When talking about Turkey and Turkish literature, I’m going to have to evoke a few commonly used metaphors. For a long time, it’s been the case that when the topic of Turkey is under discussion, it’s spoken of as the bridge between the worlds of the East and the West. However fed up we are with this cliché, of course it’s true that we are at the geographical juncture of Europe and Asia, and it’s important to bear in mind that we are a country built on the rich cultural heritage of a 600-year empire, which once spread across three continents and encompassed an array of different languages, religions, peoples, cultures and traditions.

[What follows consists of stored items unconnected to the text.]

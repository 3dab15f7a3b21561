//! Output formatting and styling module.
//!
//! All console output goes through here: colored status lines, the progress
//! bar shown while files are moved, and the summary table printed at the end
//! of a run.

use crate::file_organizer::{FileOutcome, RunObserver, display_name};
use colored::*;
use indicatif::{ProgressBar, ProgressStyle};
use std::collections::BTreeMap;

/// Prints console messages with consistent styling.
pub struct OutputFormatter;

impl OutputFormatter {
    /// Prints a success message in green with a checkmark.
    pub fn success(message: &str) {
        println!("{} {}", "✓".green(), message);
    }

    /// Prints an error message to stderr in red with an X mark.
    pub fn error(message: &str) {
        eprintln!("{} {}", "✗".red(), message);
    }

    /// Prints a warning message in yellow with a warning symbol.
    pub fn warning(message: &str) {
        println!("{} {}", "⚠".yellow(), message);
    }

    /// Prints an info message in cyan.
    pub fn info(message: &str) {
        println!("{}", message.cyan());
    }

    /// Prints a section header.
    pub fn header(header: &str) {
        println!("\n{}", header.bold());
    }

    /// Creates a progress bar for `total` file operations.
    ///
    /// The bar draws to stderr and stays hidden when that is not a terminal.
    pub fn create_progress_bar(total: u64) -> ProgressBar {
        let pb = ProgressBar::new(total);
        let style = ProgressStyle::default_bar()
            .template("{spinner:.cyan} [{bar:40.cyan/blue}] {pos}/{len} {msg}")
            .unwrap_or_else(|_| ProgressStyle::default_bar())
            .progress_chars("█▓░");
        pb.set_style(style);
        pb
    }

    /// Prints a table of moved files per destination folder.
    ///
    /// ```no_run
    /// use sortfolder::output::OutputFormatter;
    /// use std::collections::BTreeMap;
    ///
    /// let mut counts = BTreeMap::new();
    /// counts.insert("Sorted Documents".to_string(), 15);
    /// counts.insert("Sorted Images".to_string(), 8);
    /// OutputFormatter::summary_table(&counts, 23);
    /// ```
    pub fn summary_table(folder_counts: &BTreeMap<String, usize>, total_files: usize) {
        Self::header("SUMMARY");

        let max_folder_len = folder_counts
            .keys()
            .map(|name| name.len())
            .max()
            .unwrap_or(0)
            .max(6); // "Folder"

        println!(
            "{:<width$} | {}",
            "Folder".bold(),
            "Files".bold(),
            width = max_folder_len
        );
        println!("{}", "-".repeat(max_folder_len + 10));

        for (folder, count) in folder_counts {
            println!(
                "{:<width$} | {} {}",
                folder,
                count.to_string().green(),
                plural_files(*count),
                width = max_folder_len
            );
        }

        println!("{}", "-".repeat(max_folder_len + 10));
        println!(
            "{:<width$} | {} {}",
            "Total".bold(),
            total_files.to_string().green().bold(),
            plural_files(total_files),
            width = max_folder_len
        );
    }
}

fn plural_files(count: usize) -> &'static str {
    if count == 1 { "file" } else { "files" }
}

/// Formats the console line for one file outcome.
///
/// Returns `None` for outcomes that are not reported line by line.
pub fn outcome_line(outcome: &FileOutcome) -> Option<String> {
    match outcome {
        FileOutcome::Moved(record) => Some(format!(
            "Moved: {} -> {}",
            record.file_name(),
            record.destination.display()
        )),
        FileOutcome::Failed { path, error } => Some(format!(
            "Error moving file {}: {}",
            display_name(path),
            error
        )),
        FileOutcome::Excluded(_) => None,
    }
}

/// Prints each outcome as it happens and drives a progress bar.
pub struct ConsoleObserver {
    progress: Option<ProgressBar>,
}

impl ConsoleObserver {
    pub fn new() -> Self {
        Self { progress: None }
    }

    /// Clears the progress bar, if one was started.
    pub fn finish(&mut self) {
        if let Some(pb) = self.progress.take() {
            pb.finish_and_clear();
        }
    }

    fn print(&self, outcome: &FileOutcome, line: &str) {
        let emit = || match outcome {
            FileOutcome::Failed { .. } => eprintln!("{}", line.red()),
            _ => println!("{}", line),
        };
        match &self.progress {
            Some(pb) => pb.suspend(emit),
            None => emit(),
        }
    }
}

impl Default for ConsoleObserver {
    fn default() -> Self {
        Self::new()
    }
}

impl RunObserver for ConsoleObserver {
    fn on_start(&mut self, candidates: usize) {
        if candidates == 0 {
            OutputFormatter::info("No files to organize.");
            return;
        }
        OutputFormatter::info(&format!("Organizing {} files...", candidates));
        self.progress = Some(OutputFormatter::create_progress_bar(candidates as u64));
    }

    fn on_outcome(&mut self, outcome: &FileOutcome) {
        if let Some(line) = outcome_line(outcome) {
            self.print(outcome, &line);
        }
        if let Some(pb) = &self.progress {
            pb.inc(1);
        }
    }
}

impl Drop for ConsoleObserver {
    fn drop(&mut self) {
        self.finish();
    }
}
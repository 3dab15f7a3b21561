use clap::Parser;
use sortfolder::cli::{Args, run_cli};
use sortfolder::output::OutputFormatter;
use std::process::ExitCode;

fn main() -> ExitCode {
    let args = Args::parse();

    let default_level = if args.verbose { "debug" } else { "warn" };
    env_logger::Builder::from_env(env_logger::Env::default().default_filter_or(default_level))
        .format_timestamp(None)
        .init();

    match run_cli(args) {
        Ok(code) => code,
        Err(e) => {
            OutputFormatter::error(&format!("Error: {:#}", e));
            ExitCode::FAILURE
        }
    }
}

The second of the metaphors I’d like to put to use is a tower: the Tower of Babel. According to the ancient myth, as you well know, all humanity once spoke a common tongue. With the destruction of the Tower of Babel, this shared understanding collapsed as different languages, cultures, and beliefs were spun off into different corners of the earth. Everyone has become incapable of understanding one another. Everyone is now somebody else’s Other. All of the ruptures of communication between people and peoples, all kinds of discord, can be traced at source to the tale of the destruction of the Tower of Babel. I would like to describe contemporary international book fairs as another construction similar to this Babel metaphor; I see them as effort to recreate a common mission, a common heritage for humanity.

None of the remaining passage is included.